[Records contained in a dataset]
------------------------------

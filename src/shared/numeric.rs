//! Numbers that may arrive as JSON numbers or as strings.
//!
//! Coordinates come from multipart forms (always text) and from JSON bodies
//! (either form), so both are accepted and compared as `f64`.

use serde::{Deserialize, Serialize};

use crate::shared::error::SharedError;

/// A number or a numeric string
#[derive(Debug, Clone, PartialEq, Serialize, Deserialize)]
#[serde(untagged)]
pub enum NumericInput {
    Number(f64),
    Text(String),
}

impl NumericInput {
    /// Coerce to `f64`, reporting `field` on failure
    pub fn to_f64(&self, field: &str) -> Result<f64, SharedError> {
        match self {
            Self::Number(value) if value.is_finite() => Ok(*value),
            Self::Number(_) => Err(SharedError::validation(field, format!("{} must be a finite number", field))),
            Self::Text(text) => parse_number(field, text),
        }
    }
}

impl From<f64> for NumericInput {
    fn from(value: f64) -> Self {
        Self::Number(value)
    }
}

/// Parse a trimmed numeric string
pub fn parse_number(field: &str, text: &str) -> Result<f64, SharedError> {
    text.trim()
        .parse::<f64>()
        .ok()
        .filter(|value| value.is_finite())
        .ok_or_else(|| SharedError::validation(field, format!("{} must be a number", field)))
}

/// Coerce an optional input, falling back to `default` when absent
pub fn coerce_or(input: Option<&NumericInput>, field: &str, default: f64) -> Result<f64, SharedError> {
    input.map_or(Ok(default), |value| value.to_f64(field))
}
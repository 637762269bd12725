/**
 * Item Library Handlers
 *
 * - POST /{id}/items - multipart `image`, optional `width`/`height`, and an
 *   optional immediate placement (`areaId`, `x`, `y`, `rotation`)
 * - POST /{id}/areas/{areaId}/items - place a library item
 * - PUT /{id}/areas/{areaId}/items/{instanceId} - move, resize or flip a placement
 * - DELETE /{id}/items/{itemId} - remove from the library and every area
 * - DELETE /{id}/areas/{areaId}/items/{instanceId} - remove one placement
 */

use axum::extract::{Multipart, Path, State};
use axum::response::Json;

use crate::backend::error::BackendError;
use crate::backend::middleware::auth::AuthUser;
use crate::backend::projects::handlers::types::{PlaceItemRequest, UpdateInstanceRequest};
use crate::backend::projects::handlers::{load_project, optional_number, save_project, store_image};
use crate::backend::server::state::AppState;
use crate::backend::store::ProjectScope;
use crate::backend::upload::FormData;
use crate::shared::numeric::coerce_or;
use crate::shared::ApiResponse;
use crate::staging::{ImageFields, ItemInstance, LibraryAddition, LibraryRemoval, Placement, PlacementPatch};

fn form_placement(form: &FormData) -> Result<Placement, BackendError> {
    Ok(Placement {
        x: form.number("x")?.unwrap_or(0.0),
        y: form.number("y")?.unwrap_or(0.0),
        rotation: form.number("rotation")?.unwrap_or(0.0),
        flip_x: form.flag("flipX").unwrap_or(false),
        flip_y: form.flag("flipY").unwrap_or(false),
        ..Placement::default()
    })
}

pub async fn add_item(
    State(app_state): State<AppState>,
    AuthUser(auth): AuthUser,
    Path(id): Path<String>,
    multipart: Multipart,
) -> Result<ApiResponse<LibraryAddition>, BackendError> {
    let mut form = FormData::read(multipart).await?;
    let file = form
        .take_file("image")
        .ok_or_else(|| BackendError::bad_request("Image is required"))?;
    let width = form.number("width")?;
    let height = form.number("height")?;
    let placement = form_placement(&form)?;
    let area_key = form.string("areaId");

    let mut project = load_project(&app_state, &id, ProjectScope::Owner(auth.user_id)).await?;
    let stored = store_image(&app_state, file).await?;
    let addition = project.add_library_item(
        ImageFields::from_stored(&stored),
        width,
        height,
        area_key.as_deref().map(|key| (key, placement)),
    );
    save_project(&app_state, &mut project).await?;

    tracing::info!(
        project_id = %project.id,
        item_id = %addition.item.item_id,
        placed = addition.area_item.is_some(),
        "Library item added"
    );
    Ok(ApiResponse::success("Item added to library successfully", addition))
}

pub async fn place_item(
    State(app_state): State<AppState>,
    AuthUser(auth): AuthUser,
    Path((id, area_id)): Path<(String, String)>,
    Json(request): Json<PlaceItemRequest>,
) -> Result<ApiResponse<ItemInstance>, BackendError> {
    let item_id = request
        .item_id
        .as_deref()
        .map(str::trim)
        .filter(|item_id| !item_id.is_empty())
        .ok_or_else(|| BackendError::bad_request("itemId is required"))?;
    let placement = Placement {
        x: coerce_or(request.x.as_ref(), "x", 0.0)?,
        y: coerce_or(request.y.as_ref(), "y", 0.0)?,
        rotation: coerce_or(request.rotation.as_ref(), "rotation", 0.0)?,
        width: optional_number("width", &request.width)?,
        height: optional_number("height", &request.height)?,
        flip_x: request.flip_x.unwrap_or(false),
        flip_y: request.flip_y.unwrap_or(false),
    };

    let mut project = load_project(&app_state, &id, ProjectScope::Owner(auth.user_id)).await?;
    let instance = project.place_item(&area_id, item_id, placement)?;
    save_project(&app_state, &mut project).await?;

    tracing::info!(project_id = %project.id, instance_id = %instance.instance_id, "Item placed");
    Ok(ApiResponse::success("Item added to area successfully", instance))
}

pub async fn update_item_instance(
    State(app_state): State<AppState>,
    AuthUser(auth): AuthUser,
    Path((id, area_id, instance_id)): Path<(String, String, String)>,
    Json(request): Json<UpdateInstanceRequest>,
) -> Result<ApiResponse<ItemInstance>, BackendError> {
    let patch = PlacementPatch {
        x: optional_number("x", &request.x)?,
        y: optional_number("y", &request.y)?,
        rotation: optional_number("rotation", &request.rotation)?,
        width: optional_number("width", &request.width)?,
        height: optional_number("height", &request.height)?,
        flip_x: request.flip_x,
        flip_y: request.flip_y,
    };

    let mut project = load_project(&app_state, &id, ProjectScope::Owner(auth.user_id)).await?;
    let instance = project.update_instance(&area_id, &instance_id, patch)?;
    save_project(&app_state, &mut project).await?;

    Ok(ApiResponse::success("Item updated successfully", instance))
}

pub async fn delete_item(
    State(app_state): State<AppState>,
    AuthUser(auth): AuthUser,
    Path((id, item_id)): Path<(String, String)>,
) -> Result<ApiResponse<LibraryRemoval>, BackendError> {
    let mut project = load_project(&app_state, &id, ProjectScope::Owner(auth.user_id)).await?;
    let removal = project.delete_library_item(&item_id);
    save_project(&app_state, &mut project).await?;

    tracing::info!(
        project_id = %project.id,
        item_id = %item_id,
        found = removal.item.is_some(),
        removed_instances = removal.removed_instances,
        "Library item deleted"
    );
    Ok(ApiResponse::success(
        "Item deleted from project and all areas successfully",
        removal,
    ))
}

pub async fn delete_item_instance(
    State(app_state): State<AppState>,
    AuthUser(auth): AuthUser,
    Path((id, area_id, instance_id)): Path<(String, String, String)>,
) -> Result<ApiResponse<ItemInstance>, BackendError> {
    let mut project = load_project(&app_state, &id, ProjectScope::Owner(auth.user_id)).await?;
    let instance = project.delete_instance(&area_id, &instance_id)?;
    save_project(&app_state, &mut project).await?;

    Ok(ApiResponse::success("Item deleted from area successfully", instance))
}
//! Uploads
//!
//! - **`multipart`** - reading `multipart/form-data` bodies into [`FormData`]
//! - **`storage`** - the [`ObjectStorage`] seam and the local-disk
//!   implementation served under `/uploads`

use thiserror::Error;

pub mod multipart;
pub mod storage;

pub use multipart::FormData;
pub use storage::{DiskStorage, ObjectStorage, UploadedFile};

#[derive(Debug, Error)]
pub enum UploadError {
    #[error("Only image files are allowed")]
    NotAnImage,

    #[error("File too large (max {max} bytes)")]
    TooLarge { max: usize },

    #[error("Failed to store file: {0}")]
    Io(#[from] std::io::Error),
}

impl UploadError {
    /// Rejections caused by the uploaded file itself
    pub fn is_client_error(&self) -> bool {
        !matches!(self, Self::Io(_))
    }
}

------------------------------

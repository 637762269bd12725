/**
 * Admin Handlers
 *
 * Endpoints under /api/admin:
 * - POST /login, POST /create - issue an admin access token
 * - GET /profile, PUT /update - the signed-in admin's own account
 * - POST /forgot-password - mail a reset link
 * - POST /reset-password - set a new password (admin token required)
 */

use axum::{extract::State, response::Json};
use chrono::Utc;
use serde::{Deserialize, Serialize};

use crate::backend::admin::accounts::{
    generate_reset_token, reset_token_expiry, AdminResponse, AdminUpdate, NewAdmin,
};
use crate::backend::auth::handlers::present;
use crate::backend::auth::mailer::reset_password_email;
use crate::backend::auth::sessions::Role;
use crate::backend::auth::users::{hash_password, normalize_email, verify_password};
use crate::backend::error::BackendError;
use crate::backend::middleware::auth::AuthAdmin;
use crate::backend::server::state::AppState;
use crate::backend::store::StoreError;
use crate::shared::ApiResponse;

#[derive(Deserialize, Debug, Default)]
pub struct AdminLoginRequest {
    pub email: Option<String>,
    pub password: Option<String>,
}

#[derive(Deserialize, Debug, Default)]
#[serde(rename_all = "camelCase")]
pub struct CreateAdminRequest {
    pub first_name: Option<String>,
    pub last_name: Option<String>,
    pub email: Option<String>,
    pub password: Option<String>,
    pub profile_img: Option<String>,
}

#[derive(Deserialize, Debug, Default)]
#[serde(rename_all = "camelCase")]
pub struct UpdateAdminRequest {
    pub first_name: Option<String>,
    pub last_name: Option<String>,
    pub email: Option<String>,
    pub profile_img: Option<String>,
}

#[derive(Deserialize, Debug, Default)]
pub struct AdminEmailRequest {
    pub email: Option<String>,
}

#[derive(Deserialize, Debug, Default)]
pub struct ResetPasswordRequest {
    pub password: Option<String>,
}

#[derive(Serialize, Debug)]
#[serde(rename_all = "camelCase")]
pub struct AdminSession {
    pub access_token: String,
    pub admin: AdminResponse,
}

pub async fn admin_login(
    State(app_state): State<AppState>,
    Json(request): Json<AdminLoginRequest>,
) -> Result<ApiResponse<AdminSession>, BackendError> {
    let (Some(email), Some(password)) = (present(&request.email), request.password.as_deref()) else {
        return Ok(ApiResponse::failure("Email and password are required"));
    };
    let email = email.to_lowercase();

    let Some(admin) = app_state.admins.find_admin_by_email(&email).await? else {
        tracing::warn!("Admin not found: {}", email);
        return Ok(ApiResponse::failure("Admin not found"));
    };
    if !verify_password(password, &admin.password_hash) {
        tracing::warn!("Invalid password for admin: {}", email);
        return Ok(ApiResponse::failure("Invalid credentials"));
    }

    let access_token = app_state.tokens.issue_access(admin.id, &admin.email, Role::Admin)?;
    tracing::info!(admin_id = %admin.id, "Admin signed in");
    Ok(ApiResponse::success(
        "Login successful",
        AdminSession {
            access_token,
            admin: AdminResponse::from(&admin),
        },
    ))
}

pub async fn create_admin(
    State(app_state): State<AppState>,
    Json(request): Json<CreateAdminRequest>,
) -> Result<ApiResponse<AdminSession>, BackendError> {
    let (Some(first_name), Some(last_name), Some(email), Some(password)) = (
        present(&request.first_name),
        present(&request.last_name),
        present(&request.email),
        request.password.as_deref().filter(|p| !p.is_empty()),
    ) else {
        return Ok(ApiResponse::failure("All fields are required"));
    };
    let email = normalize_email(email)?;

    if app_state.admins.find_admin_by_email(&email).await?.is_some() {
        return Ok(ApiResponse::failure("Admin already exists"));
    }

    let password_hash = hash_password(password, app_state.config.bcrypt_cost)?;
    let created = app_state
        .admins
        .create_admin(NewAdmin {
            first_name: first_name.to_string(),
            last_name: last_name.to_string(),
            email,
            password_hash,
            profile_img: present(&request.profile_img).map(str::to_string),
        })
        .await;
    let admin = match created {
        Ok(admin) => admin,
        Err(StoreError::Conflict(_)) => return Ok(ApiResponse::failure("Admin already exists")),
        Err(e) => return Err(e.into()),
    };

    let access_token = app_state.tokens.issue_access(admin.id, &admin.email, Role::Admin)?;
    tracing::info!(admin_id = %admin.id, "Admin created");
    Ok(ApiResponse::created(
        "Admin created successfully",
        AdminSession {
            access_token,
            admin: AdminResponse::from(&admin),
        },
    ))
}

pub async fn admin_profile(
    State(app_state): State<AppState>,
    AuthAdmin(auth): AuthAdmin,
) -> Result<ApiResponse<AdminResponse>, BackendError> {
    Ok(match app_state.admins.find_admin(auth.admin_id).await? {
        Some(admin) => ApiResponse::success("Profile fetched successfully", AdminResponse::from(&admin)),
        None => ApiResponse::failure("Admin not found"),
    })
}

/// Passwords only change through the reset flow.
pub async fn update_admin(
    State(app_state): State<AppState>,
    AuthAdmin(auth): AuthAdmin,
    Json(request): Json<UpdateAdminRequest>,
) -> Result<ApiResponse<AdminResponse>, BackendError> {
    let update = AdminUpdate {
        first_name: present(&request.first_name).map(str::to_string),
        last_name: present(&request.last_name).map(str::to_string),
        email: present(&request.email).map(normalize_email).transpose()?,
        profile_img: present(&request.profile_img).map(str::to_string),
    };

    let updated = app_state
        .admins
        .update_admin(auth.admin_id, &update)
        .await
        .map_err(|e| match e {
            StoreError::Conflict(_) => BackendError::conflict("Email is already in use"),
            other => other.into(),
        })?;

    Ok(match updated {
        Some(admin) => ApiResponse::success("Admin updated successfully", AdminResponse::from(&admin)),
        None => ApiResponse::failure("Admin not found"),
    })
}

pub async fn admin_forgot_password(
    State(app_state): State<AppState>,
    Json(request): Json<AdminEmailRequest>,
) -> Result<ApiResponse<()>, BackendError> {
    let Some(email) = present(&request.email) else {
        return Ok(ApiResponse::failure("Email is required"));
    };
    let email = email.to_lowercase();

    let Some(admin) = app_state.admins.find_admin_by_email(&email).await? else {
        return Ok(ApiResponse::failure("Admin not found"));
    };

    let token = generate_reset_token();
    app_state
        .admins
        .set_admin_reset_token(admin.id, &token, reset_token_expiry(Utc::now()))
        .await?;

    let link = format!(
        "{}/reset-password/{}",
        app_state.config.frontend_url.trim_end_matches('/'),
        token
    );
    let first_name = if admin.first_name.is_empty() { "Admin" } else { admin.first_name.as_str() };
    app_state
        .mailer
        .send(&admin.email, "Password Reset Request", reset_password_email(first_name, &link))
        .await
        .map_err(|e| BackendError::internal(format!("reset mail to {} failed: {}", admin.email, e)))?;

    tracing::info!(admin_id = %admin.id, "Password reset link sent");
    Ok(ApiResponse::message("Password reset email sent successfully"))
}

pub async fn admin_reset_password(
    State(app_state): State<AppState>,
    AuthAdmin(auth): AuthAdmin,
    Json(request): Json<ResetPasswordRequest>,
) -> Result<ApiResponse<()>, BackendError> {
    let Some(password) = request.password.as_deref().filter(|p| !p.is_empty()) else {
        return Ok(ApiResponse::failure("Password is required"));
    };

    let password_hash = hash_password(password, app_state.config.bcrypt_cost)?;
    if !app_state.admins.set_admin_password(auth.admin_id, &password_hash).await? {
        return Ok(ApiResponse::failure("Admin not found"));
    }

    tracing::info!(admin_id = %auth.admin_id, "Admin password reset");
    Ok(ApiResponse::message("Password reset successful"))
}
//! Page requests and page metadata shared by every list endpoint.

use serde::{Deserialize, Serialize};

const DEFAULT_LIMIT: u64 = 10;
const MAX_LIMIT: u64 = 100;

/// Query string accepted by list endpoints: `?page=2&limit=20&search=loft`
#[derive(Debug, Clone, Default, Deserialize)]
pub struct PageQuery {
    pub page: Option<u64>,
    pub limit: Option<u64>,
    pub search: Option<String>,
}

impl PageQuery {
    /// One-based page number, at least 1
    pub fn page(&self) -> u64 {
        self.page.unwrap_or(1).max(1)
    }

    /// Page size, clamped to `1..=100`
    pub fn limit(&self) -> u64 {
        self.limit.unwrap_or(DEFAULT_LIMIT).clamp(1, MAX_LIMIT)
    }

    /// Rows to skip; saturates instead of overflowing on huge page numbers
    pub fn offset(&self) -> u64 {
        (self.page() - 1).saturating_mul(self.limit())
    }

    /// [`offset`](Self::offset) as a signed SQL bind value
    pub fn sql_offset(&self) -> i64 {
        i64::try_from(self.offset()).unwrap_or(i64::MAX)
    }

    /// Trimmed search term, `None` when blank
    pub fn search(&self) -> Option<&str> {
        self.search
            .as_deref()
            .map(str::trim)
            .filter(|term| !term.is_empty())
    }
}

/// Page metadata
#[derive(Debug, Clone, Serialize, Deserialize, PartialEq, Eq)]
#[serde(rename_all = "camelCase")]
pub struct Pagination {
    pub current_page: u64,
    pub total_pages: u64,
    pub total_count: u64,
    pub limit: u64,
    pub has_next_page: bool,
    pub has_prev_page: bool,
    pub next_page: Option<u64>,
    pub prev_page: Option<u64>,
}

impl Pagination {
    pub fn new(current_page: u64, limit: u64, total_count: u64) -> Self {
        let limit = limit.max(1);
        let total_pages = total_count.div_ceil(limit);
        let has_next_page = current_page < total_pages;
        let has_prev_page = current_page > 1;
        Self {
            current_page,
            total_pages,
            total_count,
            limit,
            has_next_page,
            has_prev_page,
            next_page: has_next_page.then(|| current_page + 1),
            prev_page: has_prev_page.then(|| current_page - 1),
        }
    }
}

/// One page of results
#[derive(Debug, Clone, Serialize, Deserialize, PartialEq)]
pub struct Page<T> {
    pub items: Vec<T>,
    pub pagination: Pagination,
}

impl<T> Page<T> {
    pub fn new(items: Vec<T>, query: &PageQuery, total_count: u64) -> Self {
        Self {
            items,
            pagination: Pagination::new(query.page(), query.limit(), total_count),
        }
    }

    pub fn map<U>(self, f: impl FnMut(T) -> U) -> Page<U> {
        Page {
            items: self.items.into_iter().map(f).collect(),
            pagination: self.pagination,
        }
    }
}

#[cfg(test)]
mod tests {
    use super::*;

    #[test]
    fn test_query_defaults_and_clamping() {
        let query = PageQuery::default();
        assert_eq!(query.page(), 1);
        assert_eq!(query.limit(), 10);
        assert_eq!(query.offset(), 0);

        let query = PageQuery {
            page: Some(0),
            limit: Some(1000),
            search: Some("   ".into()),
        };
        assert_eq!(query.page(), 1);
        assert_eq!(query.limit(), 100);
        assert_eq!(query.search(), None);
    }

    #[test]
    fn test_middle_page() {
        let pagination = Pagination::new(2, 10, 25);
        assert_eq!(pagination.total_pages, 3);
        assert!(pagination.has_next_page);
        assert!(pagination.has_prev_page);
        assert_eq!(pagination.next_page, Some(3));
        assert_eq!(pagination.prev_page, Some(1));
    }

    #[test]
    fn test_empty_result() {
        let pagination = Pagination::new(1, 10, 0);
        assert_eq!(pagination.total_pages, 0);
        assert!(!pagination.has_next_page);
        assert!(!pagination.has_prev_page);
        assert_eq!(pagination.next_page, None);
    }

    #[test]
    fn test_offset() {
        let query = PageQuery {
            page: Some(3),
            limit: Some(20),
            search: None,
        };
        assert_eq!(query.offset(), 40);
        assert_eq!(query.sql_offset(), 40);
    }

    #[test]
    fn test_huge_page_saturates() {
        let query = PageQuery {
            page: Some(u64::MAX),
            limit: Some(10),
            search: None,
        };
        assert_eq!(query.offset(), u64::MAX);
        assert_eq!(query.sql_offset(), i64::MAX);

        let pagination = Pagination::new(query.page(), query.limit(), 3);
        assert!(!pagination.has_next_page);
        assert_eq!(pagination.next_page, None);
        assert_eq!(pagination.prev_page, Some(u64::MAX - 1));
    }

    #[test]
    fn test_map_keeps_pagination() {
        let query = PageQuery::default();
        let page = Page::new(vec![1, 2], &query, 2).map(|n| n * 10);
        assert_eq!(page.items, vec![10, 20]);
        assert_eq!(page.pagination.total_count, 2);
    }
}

------------------------------

What is required:
Which lines of the records hold the string "areas"? Copy each one.

Your response:
 * - POST /{id}/areas/{areaId}/items - place a library item
 * - PUT /{id}/areas/{areaId}/items/{instanceId} - move, resize or flip a placement
 * - DELETE /{id}/areas/{areaId}/items/{instanceId} - remove one placement
        "Item deleted from project and all areas successfully",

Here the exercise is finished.